Depending on how you were raised, the generosity presents itself in the form of God sending his son to us on earth, Santa traveling around the world in a night to give gifts to all the little boys and girls, or your basic warm-hearted gift exchange.
But aside from these physical representations of love, we also express our generosity with our time, energy and thoughts.
It’s that last one I’ve been thinking about recently: expressing generosity with our thoughts—or better said, our interpretations.
Think about it: we have a thousand different thoughts running through our mind throughout the day—about ourselves, a situation or those around us.
Something is said or done and then we interpret it a certain way.
There’s no experience to which we don’t assign a subconscious interpretation.
For example, even the word “hello” can be interpreted so many different ways.
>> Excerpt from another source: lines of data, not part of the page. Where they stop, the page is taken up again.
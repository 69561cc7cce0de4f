//! Shorthands for building boxed actions.
//!
//! Instead of `Box::new(Chain::new(name, builder))` run scripts can write
//! `chain(name, options, builder)` and mix the results in one `Vec<BoxedAction<D>>`.

use crate::{
    ActionOptions, BoxedAction, BoxedStep, Chain, DynamicAction, Factory, StaticAction,
    StepChainAction,
};

/// Creates a chain node.
///
/// Shorthand for `Box::new(Chain::new(name, builder).with_options(options))`.
#[inline]
pub fn chain<D: 'static>(
    name: &str,
    options: ActionOptions,
    builder: impl FnMut(&D) -> Vec<BoxedAction<D>> + Send + 'static,
) -> BoxedAction<D> {
    Box::new(Chain::new(name, builder).with_options(options))
}

/// Creates a factory node.
#[inline]
pub fn factory<D: 'static>(
    name: &str,
    options: ActionOptions,
    builder: impl FnMut(&D) -> Option<BoxedAction<D>> + Send + 'static,
) -> BoxedAction<D> {
    Box::new(Factory::new(name, builder).with_options(options))
}

/// Creates a static step action.
#[inline]
pub fn static_action<D: 'static>(
    name: &str,
    options: ActionOptions,
    builder: impl FnOnce(&D) -> Vec<BoxedStep<D>> + Send + 'static,
) -> BoxedAction<D> {
    Box::new(StaticAction::new(name, builder).with_options(options))
}

/// Creates a dynamic step action.
#[inline]
pub fn dynamic_action<D: 'static>(
    name: &str,
    options: ActionOptions,
    builder: impl FnMut(&D) -> Vec<BoxedStep<D>> + Send + 'static,
) -> BoxedAction<D> {
    Box::new(DynamicAction::new(name, builder).with_options(options))
}

/// Creates a step chain.
#[inline]
pub fn step_chain<D: 'static>(
    name: &str,
    options: ActionOptions,
    builder: impl FnMut(&D) -> Vec<BoxedStep<D>> + Send + 'static,
) -> BoxedAction<D> {
    Box::new(StepChainAction::new(name, builder).with_options(options))
}
//! Bot entry point.
//!
//! Plays the demo runs against a simulated game, printing lifecycle events
//! as JSON lines on stdout. Ctrl-C stops the bot.
//!
//! ```bash
//! BOT_NAME=sorc BOT_TICK_MS=20 RUST_LOG=debug cargo run -p bot-client
//! ```

use std::sync::Arc;

use anyhow::Result;
use bot_client::{POTION_THRESHOLD, PotionHook, SimulatedGame, demo_runs, logging};
use runtime::{Bot, BotConfig, BotEvent};
use tokio::sync::broadcast::error::RecvError;

#[tokio::main]
async fn main() -> Result<()> {
    // Load .env file if it exists (silently ignore if not found)
    let _ = dotenvy::dotenv();

    let config = BotConfig::from_env();
    let _guard = logging::setup_logging(&config.name)?;

    let game = Arc::new(SimulatedGame::demo());
    let bot = Bot::new(config, game.clone())
        .with_input(game.clone())
        .with_hook(PotionHook::new(POTION_THRESHOLD));
    let mut events = bot.events().subscribe();

    let running = bot.start(demo_runs());
    let handle = running.handle();
    tokio::spawn(async move {
        if tokio::signal::ctrl_c().await.is_ok() {
            tracing::info!("interrupt received, stopping");
            handle.stop();
        }
    });

    let join = running.join();
    tokio::pin!(join);
    let result = loop {
        tokio::select! {
            result = &mut join => break result,
            event = events.recv() => print_event(event)?,
        }
    };
    while let Ok(event) = events.try_recv() {
        print_event(Ok(event))?;
    }

    match &result {
        Ok(()) => tracing::info!(keys = game.pressed_keys().len(), "bot done"),
        Err(err) => tracing::error!(error = %err, "bot failed"),
    }
    Ok(result?)
}

fn print_event(event: Result<BotEvent, RecvError>) -> Result<()> {
    match event {
        Ok(event) => println!("{}", serde_json::to_string(&event)?),
        Err(RecvError::Lagged(missed)) => tracing::warn!(missed, "event printer lagging"),
        Err(RecvError::Closed) => {}
    }
    Ok(())
}
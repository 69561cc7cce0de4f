//! World-coordinate path queries on top of [`calculate_path`].

use game_data::{CollisionType, Data, Grid, Position};

use crate::astar::{Path, calculate_path};

/// Radius searched for a walkable replacement when a target tile is blocked.
const NEARBY_WALKABLE_RADIUS: i32 = 3;

/// Padding of low-priority tiles kept around objects.
const OBJECT_PADDING: i32 = 2;

/// Path queries against the current area of a [`Data`] snapshot.
///
/// Holds no mutable state: every query copies the area grid, overlays the
/// entities of the snapshot and runs a fresh search.
#[derive(Clone, Copy, Debug, Default)]
pub struct PathFinder;

impl PathFinder {
    pub fn new() -> Self {
        Self
    }

    /// Path from the player's position to `to`, in world coordinates.
    ///
    /// A blocked target is replaced by the closest walkable tile within a
    /// small radius, so paths to objects standing on blocked tiles still work.
    pub fn get_path(&self, data: &Data, to: Position) -> Option<Path> {
        let grid = data.grid.as_deref()?;
        let target = if grid.is_walkable(to) {
            to
        } else {
            self.find_nearby_walkable(grid, to)?
        };
        self.get_path_from(data, data.player.position, target)
    }

    /// Path between two world positions with monsters and objects overlaid.
    pub fn get_path_from(&self, data: &Data, from: Position, to: Position) -> Option<Path> {
        let area_grid = data.grid.as_deref()?;
        let grid = overlay_entities(area_grid, data);

        let path = calculate_path(&grid, grid.relative(from), grid.relative(to));
        match &path {
            Some(path) => tracing::debug!(%from, %to, cost = path.cost, "path calculated"),
            None => tracing::debug!(%from, %to, area = %data.area, "no path found"),
        }

        path.map(|path| Path {
            tiles: path.tiles.into_iter().map(|p| grid.absolute(p)).collect(),
            cost: path.cost,
        })
    }

    /// Closest walkable world tile around `target`, searched ring by ring.
    pub fn find_nearby_walkable(&self, grid: &Grid, target: Position) -> Option<Position> {
        (1..=NEARBY_WALKABLE_RADIUS).find_map(|radius| {
            (-radius..=radius)
                .flat_map(|dx| (-radius..=radius).map(move |dy| (dx, dy)))
                .filter(|&(dx, dy)| dx.abs() == radius || dy.abs() == radius)
                .map(|(dx, dy)| Position::new(target.x + dx, target.y + dy))
                .find(|&p| grid.is_walkable(p))
        })
    }

    /// Tile distance between two world positions.
    pub fn distance(&self, from: Position, to: Position) -> u32 {
        from.chebyshev(to)
    }
}

/// Copies `grid` and marks objects (plus padding) as low priority and
/// monsters as occupied. The original grid is never modified.
fn overlay_entities(grid: &Grid, data: &Data) -> Grid {
    let mut grid = grid.clone();

    for object in &data.objects {
        if !grid.is_walkable(object.position) {
            continue;
        }
        let relative = grid.relative(object.position);
        grid.set(relative, CollisionType::LowPriority);
        grid.pad_around(relative, OBJECT_PADDING);
    }

    for monster in &data.monsters {
        if !grid.is_walkable(monster.position) {
            continue;
        }
        grid.set(grid.relative(monster.position), CollisionType::Monster);
    }

    grid
}

#[cfg(test)]
mod tests {
    use std::sync::Arc;

    use game_data::{Monster, Object, PlayerUnit};

    use super::*;

    fn data_with_grid(grid: Grid, player: Position) -> Data {
        Data {
            player: PlayerUnit {
                position: player,
                life_percent: 100,
            },
            grid: Some(Arc::new(grid)),
            ..Data::default()
        }
    }

    #[test]
    fn returns_world_coordinates() {
        let offset = Position::new(1000, 2000);
        let data = data_with_grid(Grid::walkable(6, 6, offset), Position::new(1000, 2000));

        let path = PathFinder::new()
            .get_path(&data, Position::new(1004, 2004))
            .unwrap();
        assert_eq!(path.start(), Some(Position::new(1000, 2000)));
        assert_eq!(path.goal(), Some(Position::new(1004, 2004)));
        assert_eq!(path.cost, 4);
    }

    #[test]
    fn no_grid_means_no_path() {
        let data = Data::default();
        assert!(PathFinder::new().get_path(&data, Position::new(1, 1)).is_none());
    }

    #[test]
    fn blocked_target_is_replaced_by_nearby_tile() {
        let mut grid = Grid::walkable(8, 8, Position::ORIGIN);
        grid.set(Position::new(5, 5), CollisionType::Blocked);
        let data = data_with_grid(grid, Position::new(0, 0));

        let path = PathFinder::new()
            .get_path(&data, Position::new(5, 5))
            .unwrap();
        let goal = path.goal().unwrap();
        assert_ne!(goal, Position::new(5, 5));
        assert_eq!(goal.chebyshev(Position::new(5, 5)), 1);
    }

    #[test]
    fn monsters_are_avoided_and_grid_is_untouched() {
        let grid = Grid::walkable(7, 3, Position::ORIGIN);
        let mut data = data_with_grid(grid.clone(), Position::new(0, 1));
        data.monsters.push(Monster {
            id: 7,
            position: Position::new(3, 1),
        });

        let path = PathFinder::new()
            .get_path(&data, Position::new(6, 1))
            .unwrap();
        assert!(!path.tiles.contains(&Position::new(3, 1)));
        assert_eq!(data.grid.as_deref(), Some(&grid));
    }

    #[test]
    fn objects_raise_cost_around_them() {
        let grid = Grid::walkable(9, 9, Position::ORIGIN);
        let mut data = data_with_grid(grid, Position::new(0, 4));
        let free = PathFinder::new()
            .get_path(&data, Position::new(8, 4))
            .unwrap();

        data.objects.push(Object {
            id: 1,
            position: Position::new(4, 4),
        });
        let around = PathFinder::new()
            .get_path(&data, Position::new(8, 4))
            .unwrap();

        assert!(around.cost > free.cost);
        assert!(!around.tiles.contains(&Position::new(4, 4)));
    }
}
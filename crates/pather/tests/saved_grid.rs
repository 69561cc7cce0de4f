use game_data::{CollisionType, Grid, Position};
use pather::calculate_path;

/// Serpentine maze: walls on alternating rows with the gap on alternating sides.
fn serpentine(width: usize, height: usize) -> Grid {
    let mut grid = Grid::walkable(width, height, Position::new(300, 400));
    for y in (1..height).step_by(2) {
        let gap = if (y / 2) % 2 == 0 { width - 1 } else { 0 };
        for x in 0..width {
            if x != gap {
                grid.set(Position::new(x as i32, y as i32), CollisionType::Blocked);
            }
        }
    }
    grid
}

#[test]
fn path_on_reloaded_grid_matches_original() {
    let grid = serpentine(12, 9);

    let dir = tempfile::tempdir().unwrap();
    let path = dir.path().join("maze.bin");
    grid.save(&path).unwrap();
    let loaded = Grid::load(&path).unwrap();

    let start = Position::new(0, 0);
    let goal = Position::new(0, 8);
    let original = calculate_path(&grid, start, goal).unwrap();
    let reloaded = calculate_path(&loaded, start, goal).unwrap();

    assert_eq!(original, reloaded);
    for tile in &reloaded.tiles {
        assert_ne!(loaded.tile(*tile), Some(CollisionType::Blocked));
    }
    // Every wall row forces a full traversal of the corridor above it.
    assert!(reloaded.moves() > 4 * 10);
}

#[test]
fn sealed_maze_has_no_path() {
    let mut grid = serpentine(12, 9);
    grid.set(Position::new(11, 1), CollisionType::Blocked);

    assert!(calculate_path(&grid, Position::new(0, 0), Position::new(0, 8)).is_none());
}
//! Steps used by the demo runs.
//!
//! Every step reaches input and path finding through the context of the
//! routine polling it, via [`runtime::current_context`].

use std::time::{Duration, Instant};

use action::{Step, StepState, StepStatus};
use anyhow::{Context as _, anyhow};
use game_data::{Data, Position};

use crate::sim::MAX_CLICK_DISTANCE;

/// Walks toward `target` one click at a time along the computed path.
///
/// A blocked target is reached once the player stands on the walkable tile
/// the path finder substitutes for it.
pub struct MoveTo {
    target: Position,
    state: StepState,
}

impl MoveTo {
    pub fn new(target: Position) -> Self {
        Self {
            target,
            state: StepState::new(),
        }
    }
}

impl Step<Data> for MoveTo {
    fn name(&self) -> &'static str {
        "MoveTo"
    }

    fn status(&self, data: &Data) -> StepStatus {
        if data.player.position == self.target {
            return StepStatus::Completed;
        }
        self.state.status()
    }

    fn run(&mut self, data: &Data) -> anyhow::Result<()> {
        let ctx = runtime::current_context()?;
        ctx.set_last_step(self.name());

        let path = ctx
            .path_finder()
            .get_path(data, self.target)
            .with_context(|| format!("no path to {}", self.target))?;

        // furthest tile of the path a single click can reach
        let hop = path.tiles.len().saturating_sub(1).min(MAX_CLICK_DISTANCE as usize);
        if hop == 0 {
            // standing on the substitute tile
            self.state.mark_run();
            self.state.try_transition(StepStatus::Completed);
            return Ok(());
        }
        let next = path.tiles[hop];

        let input = ctx.input().ok_or_else(|| anyhow!("no input attached"))?;
        input.click(next)?;
        self.state.try_transition(StepStatus::InProgress);
        self.state.mark_run();
        tracing::trace!(from = %data.player.position, to = %next, "moving");
        Ok(())
    }

    fn reset(&mut self) {
        self.state.reset();
    }
}

pub struct PressKey {
    key: &'static str,
    state: StepState,
}

impl PressKey {
    pub fn new(key: &'static str) -> Self {
        Self {
            key,
            state: StepState::new(),
        }
    }
}

impl Step<Data> for PressKey {
    fn name(&self) -> &'static str {
        "PressKey"
    }

    fn status(&self, _: &Data) -> StepStatus {
        self.state.status()
    }

    fn run(&mut self, _: &Data) -> anyhow::Result<()> {
        let ctx = runtime::current_context()?;
        ctx.set_last_step(self.name());
        ctx.input()
            .ok_or_else(|| anyhow!("no input attached"))?
            .press_key(self.key)?;
        self.state.mark_run();
        self.state.try_transition(StepStatus::Completed);
        Ok(())
    }

    fn reset(&mut self) {
        self.state.reset();
    }
}

/// Completes once `condition` holds; fails if it does not within `timeout`.
pub struct WaitFor {
    condition: Box<dyn Fn(&Data) -> bool + Send>,
    timeout: Duration,
    started: Option<Instant>,
}

impl WaitFor {
    pub fn new(timeout: Duration, condition: impl Fn(&Data) -> bool + Send + 'static) -> Self {
        Self {
            condition: Box::new(condition),
            timeout,
            started: None,
        }
    }
}

impl Step<Data> for WaitFor {
    fn name(&self) -> &'static str {
        "WaitFor"
    }

    fn status(&self, data: &Data) -> StepStatus {
        match ((self.condition)(data), self.started) {
            (true, _) => StepStatus::Completed,
            (false, Some(_)) => StepStatus::InProgress,
            (false, None) => StepStatus::NotStarted,
        }
    }

    fn run(&mut self, _: &Data) -> anyhow::Result<()> {
        let started = *self.started.get_or_insert_with(Instant::now);
        if started.elapsed() > self.timeout {
            // next attempt waits a full timeout again
            self.started = None;
            anyhow::bail!("condition not met within {:?}", self.timeout);
        }
        Ok(())
    }

    fn reset(&mut self) {
        self.started = None;
    }
}

#[cfg(test)]
mod tests {
    use std::sync::Arc;

    use runtime::{Context, GameReader, InputDispatch, Priority, TaskId};

    use super::*;
    use crate::sim::SimulatedGame;

    /// Polls `step` inside a scoped context wired to `game` until it completes.
    fn drive(game: Arc<SimulatedGame>, step: &mut dyn Step<Data>, max_runs: usize) -> usize {
        let task = TaskId::next();
        task.sync_scope(|| {
            let input: Arc<dyn InputDispatch> = game.clone();
            runtime::attach(
                Arc::new(Context::new("steps").with_input(input)),
                Priority::Normal,
            )
            .unwrap();

            let mut runs = 0;
            while !step.status(&game.get_data()).is_completed() {
                assert!(runs < max_runs, "step did not complete");
                step.run(&game.get_data()).unwrap();
                runs += 1;
            }
            runtime::detach().unwrap();
            runs
        })
    }

    #[test]
    fn move_to_walks_around_the_wall() {
        let game = Arc::new(SimulatedGame::demo());
        let target = Position::new(5030, 5002);
        let mut step = MoveTo::new(target);

        let clicks = drive(game.clone(), &mut step, 30);
        assert_eq!(game.player_position(), target);
        assert!(clicks > 1);
    }

    #[test]
    fn move_to_blocked_target_stops_next_to_it() {
        let game = Arc::new(SimulatedGame::demo());
        // inside the wall
        let target = Position::new(5020, 5005);
        let mut step = MoveTo::new(target);

        drive(game.clone(), &mut step, 30);
        let reached = game.player_position();
        assert_ne!(reached, target);
        assert!(reached.chebyshev(target) <= 3, "stopped at {reached}");
    }

    #[test]
    fn press_key_completes_after_one_press() {
        let game = Arc::new(SimulatedGame::demo());
        let mut step = PressKey::new("i");
        assert_eq!(drive(game.clone(), &mut step, 1), 1);
        assert_eq!(game.pressed_keys(), ["i"]);

        step.reset();
        assert_eq!(step.status(&game.get_data()), StepStatus::NotStarted);
    }

    #[test]
    fn steps_fail_without_a_context() {
        let data = SimulatedGame::demo().get_data();
        let err = PressKey::new("i").run(&data).unwrap_err();
        assert!(err.to_string().contains("no task identity"));
    }

    #[test]
    fn wait_for_times_out() {
        let mut step = WaitFor::new(Duration::from_millis(50), |data: &Data| {
            data.player.life_percent > 100
        });
        let data = Data::default();
        assert_eq!(step.status(&data), StepStatus::NotStarted);
        step.run(&data).unwrap();
        assert_eq!(step.status(&data), StepStatus::InProgress);
        std::thread::sleep(Duration::from_millis(60));
        assert!(step.run(&data).is_err());
        assert_eq!(step.status(&data), StepStatus::NotStarted);
    }
}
It can be a neutral “hello” (just introducing my presence) a sarcastic “hellooooo” (where the heck have you been, jerk) or an excited “hello!” (it’s been forever since we’ve seen each other, I miss you).
Although written differently here, they very well may have been delivered in the exact same way yet have the potential to result in different interpretations. And those interpretations are linked with a subsequent emotional reaction. We react based on what we think the situation calls for. If we read the situation as aggressive or accusatory, we react accordingly.
However, some of those subconscious interpretations are pretty negative—or worse, just plain wrong!
This concept is most clearly seen in a parent-child dynamic. Imagine a typical scene in many houses across the world:
Little Marco is playing with some lego (a recent birthday gift) and having a grand ole time. He’s made a castle, a moat and one, two, THREE majestic boats. He sits back and surveys his handiwork, nodding his head in satisfaction.
Enter: Dad, aka joykill. He is the bearer of some unfortunate news: it’s time to clean up the lego because guests are coming over.
What, tear down this incredible masterpiece?? Marco can’t handle the injustice of it and screams: I hate you!
Now, Dad can either take those words at face value and believe that his son does indeed hate him. Or, he can do what parents all over the world are experts at: understand that the words/actions of the child come from some place more complicated (ie. his investment in his project, the distress of the subsequent interruption and his lack of ability to properly and civilly express his frustration).
Parents are exceedingly generous with their interpretations as they are dealing with somewhat unreasonable children. However, children grow up to be adults who—let’s be honest—often have those same unreasonable, emotional reactions.
Once we reach adulthood, people stop giving us the benefit of the doubt. They expect us to be conscious managers of our emotional distress. They expect us to properly express our frustration, anger and sorrow.
That would be ideal but…most of us aren’t that skilled!
We take things out on other people; we snap, we shout, we pout.
In a world where a lot of what we say and do are expressions of unconscious pain and desire—often inappropriately or negatively expressed—what can we do to be more loving with those around us?
Also, how can we increase our own level of peace by understanding that not everything is personal?
We can be generous with our interpretations. We can understand that most things aren’t even about us. This argument isn’t really about us leaving the dishes in the sink, it’s about an inconsiderate ex or a demanding parent in their past.
(Although it very well could be about the dishes in the sink. Don’t slack on your part of the household chores!)
We can understand that they maybe had a tough day at work, a stressful exchange with their boss, or a tough childhood of bullying.
That doesn’t justify hurtful actions and we should all better manage difficult emotions; however, the lesson here is this: a lot of what people say and do can come off pretty crappy, but we have control over how we interpret it.
So with the realization that everyone has a past and an active thought life of their own, we can make our lives more peaceful by realizing “hey, this isn’t even about me!” We can then proceed to support the person in front of us through their journey (and practice managing our own emotional reactions in the meantime).
So, this holiday season, instead of just giving gifts, be generous with your interpretations. Be intentionally generous and see how it promotes peace and improves relationships.
PS. I was introduced to this concept a few months back, although it was in the context of romantic relationships. It was beautifully expressed by modern-day philosopher Alain de Botton on the podcast On Being with Krista Tippet. If you get a chance, you should check it out!